When I see one of these clients in treatment, I am compelled to ask, “Why don’t you run the treatment program, because you know a lot more about staying sober than I do!“ They can help everyone else to stay sober, but cannot seem to help themselves.

With all their sincere and committed efforts, they relapse time and time again, resulting in extreme feelings of frustration, defeat, demoralization, and the belief that recovery from addiction is just not possible for them. In addition, their feelings of guilt and shame become so overwhelming, that it fuels continuation of their addiction. Was there a Relapse Prevention Technique that I could I find or create to effectively eradicate this frustrating and inexplicable dilemma?

This is when I began my research to uncover the psychological, emotional, and behavioral factors that were at the core of the problem. That is when I discovered the relapse process and mechanism which drives and perpetuates addiction and was able to develop the “Fire Extinguisher “ Relapse Prevention Technique.

Then, after seeing a stage hypnosis show in Las Vegas, I realized that the factor that goes beyond their recovery knowledge, determination, and support existed in their memory of the rewarding experiences of their substance use. I was then able to identify the two primary motives driving addiction, which were the memories of pleasurable experiences or the relief from painful experiences (emotional, psychological, or physical).

These are experiences and memories that became permanently recorded and stored in their subconscious mind. These memories and subsequent attachments and associations were at the core of the problem.
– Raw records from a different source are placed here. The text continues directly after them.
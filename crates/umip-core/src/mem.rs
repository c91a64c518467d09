use thiserror::Error;

/// A guest memory write was rejected (unmapped or read-only destination).
#[derive(Debug, Clone, Copy, PartialEq, Eq, Error)]
#[error("memory write rejected")]
pub struct WriteRejected;

/// Fault-tolerant access to the faulting thread's address space.
///
/// Implementations run inside a synchronous fault handler, so both
/// operations must report failure as ordinary return values; a nested fault
/// delivered back into the handler would be fatal.
pub trait VirtualMemory {
    /// Copy up to `buf.len()` bytes starting at `addr` into `buf`, returning
    /// how many bytes were actually readable. A range that crosses into an
    /// unmapped page yields a short count rather than an error.
    fn read_bytes(&self, addr: u64, buf: &mut [u8]) -> usize;

    /// Write `bytes` at `addr`, all or nothing.
    fn write_bytes(&mut self, addr: u64, bytes: &[u8]) -> Result<(), WriteRejected>;
}

/// Identity-mapped memory used by unit tests: addresses past the end of the
/// buffer read short and reject writes.
#[derive(Debug, Clone)]
pub struct FlatTestMemory {
    mem: Vec<u8>,
}

impl FlatTestMemory {
    pub fn new(size: usize) -> Self {
        Self { mem: vec![0; size] }
    }

    pub fn load(&mut self, addr: u64, data: &[u8]) {
        let start = addr as usize;
        self.mem[start..start + data.len()].copy_from_slice(data);
    }

    pub fn slice(&self, addr: u64, len: usize) -> &[u8] {
        let start = addr as usize;
        &self.mem[start..start + len]
    }
}

impl VirtualMemory for FlatTestMemory {
    fn read_bytes(&self, addr: u64, buf: &mut [u8]) -> usize {
        let Ok(start) = usize::try_from(addr) else {
            return 0;
        };
        if start >= self.mem.len() {
            return 0;
        }
        let avail = &self.mem[start..];
        let n = buf.len().min(avail.len());
        buf[..n].copy_from_slice(&avail[..n]);
        n
    }

    fn write_bytes(&mut self, addr: u64, bytes: &[u8]) -> Result<(), WriteRejected> {
        let start = usize::try_from(addr).map_err(|_| WriteRejected)?;
        let end = start.checked_add(bytes.len()).ok_or(WriteRejected)?;
        if end > self.mem.len() {
            return Err(WriteRejected);
        }
        self.mem[start..end].copy_from_slice(bytes);
        Ok(())
    }
}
I also deduced that the reason there is no cure for the disease of addiction is because the memory of these rewarding experiences recorded in the subconscious mind can never be erased.
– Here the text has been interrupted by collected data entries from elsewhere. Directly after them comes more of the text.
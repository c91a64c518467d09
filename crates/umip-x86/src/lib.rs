#![forbid(unsafe_code)]

//! Minimal x86/x86-64 instruction decoding for UMIP emulation.
//!
//! This is not a general-purpose decoder. It understands exactly what is
//! needed to locate the destination operand of the five UMIP-protected
//! instructions (`sldt`, `str`, `sgdt`, `sidt`, `smsw`): legacy and REX
//! prefixes, the ModRM byte, an optional SIB byte, and the displacement
//! forms of 16-, 32-, and 64-bit addressing. Everything else is rejected by
//! the caller before it reaches this crate.

mod operand;
mod prefixes;

pub use operand::{resolve_operand, DecodeError, DecodedOperand, Operand, RegisterFile};
pub use prefixes::{scan_prefixes, Prefixes, RexPrefix, SegmentReg};

/// Number of instruction bytes fetched per emulation attempt.
///
/// The architectural instruction length limit is 15 bytes; the original
/// fault handlers snapshot 16 and so do we.
pub const INSN_BUF_LEN: usize = 16;

/// Bitness of the faulting code segment.
#[derive(Debug, Clone, Copy, PartialEq, Eq, Hash)]
pub enum DecodeMode {
    /// 32-bit protected mode (or compatibility mode).
    Bits32,
    /// 64-bit long mode.
    Bits64,
}

impl DecodeMode {
    /// Number of addressable general-purpose registers in this mode.
    pub fn gpr_count(self) -> usize {
        match self {
            DecodeMode::Bits32 => 8,
            DecodeMode::Bits64 => 16,
        }
    }

    pub fn ip_mask(self) -> u64 {
        match self {
            DecodeMode::Bits32 => 0xFFFF_FFFF,
            DecodeMode::Bits64 => u64::MAX,
        }
    }
}

/// Effective operand-size attribute after prefixes are applied.
#[derive(Debug, Clone, Copy, PartialEq, Eq)]
pub enum OperandSize {
    Bits16,
    Bits32,
    Bits64,
}

impl OperandSize {
    pub fn bytes(self) -> usize {
        match self {
            OperandSize::Bits16 => 2,
            OperandSize::Bits32 => 4,
            OperandSize::Bits64 => 8,
        }
    }
}

/// Effective address-size attribute after prefixes are applied.
#[derive(Debug, Clone, Copy, PartialEq, Eq)]
pub enum AddressSize {
    Bits16,
    Bits32,
    Bits64,
}

/// Operand size selected by the mode, REX.W, and the `0x66` toggle.
///
/// REX.W takes precedence over `0x66`, per the ISA.
pub fn effective_operand_size(mode: DecodeMode, prefixes: Prefixes) -> OperandSize {
    match mode {
        DecodeMode::Bits32 => {
            if prefixes.operand_size_override {
                OperandSize::Bits16
            } else {
                OperandSize::Bits32
            }
        }
        DecodeMode::Bits64 => {
            if prefixes.rex.is_some_and(|r| r.w) {
                OperandSize::Bits64
            } else if prefixes.operand_size_override {
                OperandSize::Bits16
            } else {
                OperandSize::Bits32
            }
        }
    }
}

/// Address size selected by the mode and the `0x67` toggle.
pub fn effective_address_size(mode: DecodeMode, prefixes: Prefixes) -> AddressSize {
    match mode {
        DecodeMode::Bits32 => {
            if prefixes.address_size_override {
                AddressSize::Bits16
            } else {
                AddressSize::Bits32
            }
        }
        DecodeMode::Bits64 => {
            if prefixes.address_size_override {
                AddressSize::Bits32
            } else {
                AddressSize::Bits64
            }
        }
    }
}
However, I also realized that the negative and painful emotional experiences and memories that motivated them to stay sober, are also stored deeply in the mind. Therefore, the memories of the emotionally painful experiences which motivate recovery are as equally accessible as the negative ones.

The main problem is that these memories can be externally or internally triggered or arise spontaneously. When that happens, they become an exclusive dominant thought that converts to magnified desires so powerful, that it is almost impossible to resist the impulse to relapse.

My conclusion was that these powerful emotional desires are why clients succumb to relapse. It also verified my hypothesis that intelligence and will power are no match for addiction.

This syndrome can easily compare to other incurable life-threatening diseases such as diabetes, heart disease, as well as any other compulsive behavior, and explains why it is so hard to abstain from harmful habits and behaviors. As a matter of fact, we are all subject to strong unhealthy desires to one extent or the other!

Addictive and compulsive behaviors that destroy health and relationships, do not make sense, do they? However, this is the nature of addiction, and it is a natural conclusion that anyone, with help, can realize how illogical this condition is.

It is obvious that addictive behavior is not rational, but a manifestation of a diseased out of control mind, where impulsivity overwhelms intelligence and will power.

With this understanding, I developed a technique called the Fire Extinguisher©, that can interrupt and neutralize this impulse, and empower the client to resist and avoid relapse.

By utilizing the factors that I identified in the addiction cycle, I designed this relapse prevention-based tool on experience and emotional validation. This technique, when applied during a potential relapse episode, reduces and neutralizes emotional cravings, desires, and impulses, and restores the client’s capacity to make logical and rational decisions. When utilized effectively, the desire to avoid the pain and suffering overrules the desire to succumb to the cravings that cause relapse.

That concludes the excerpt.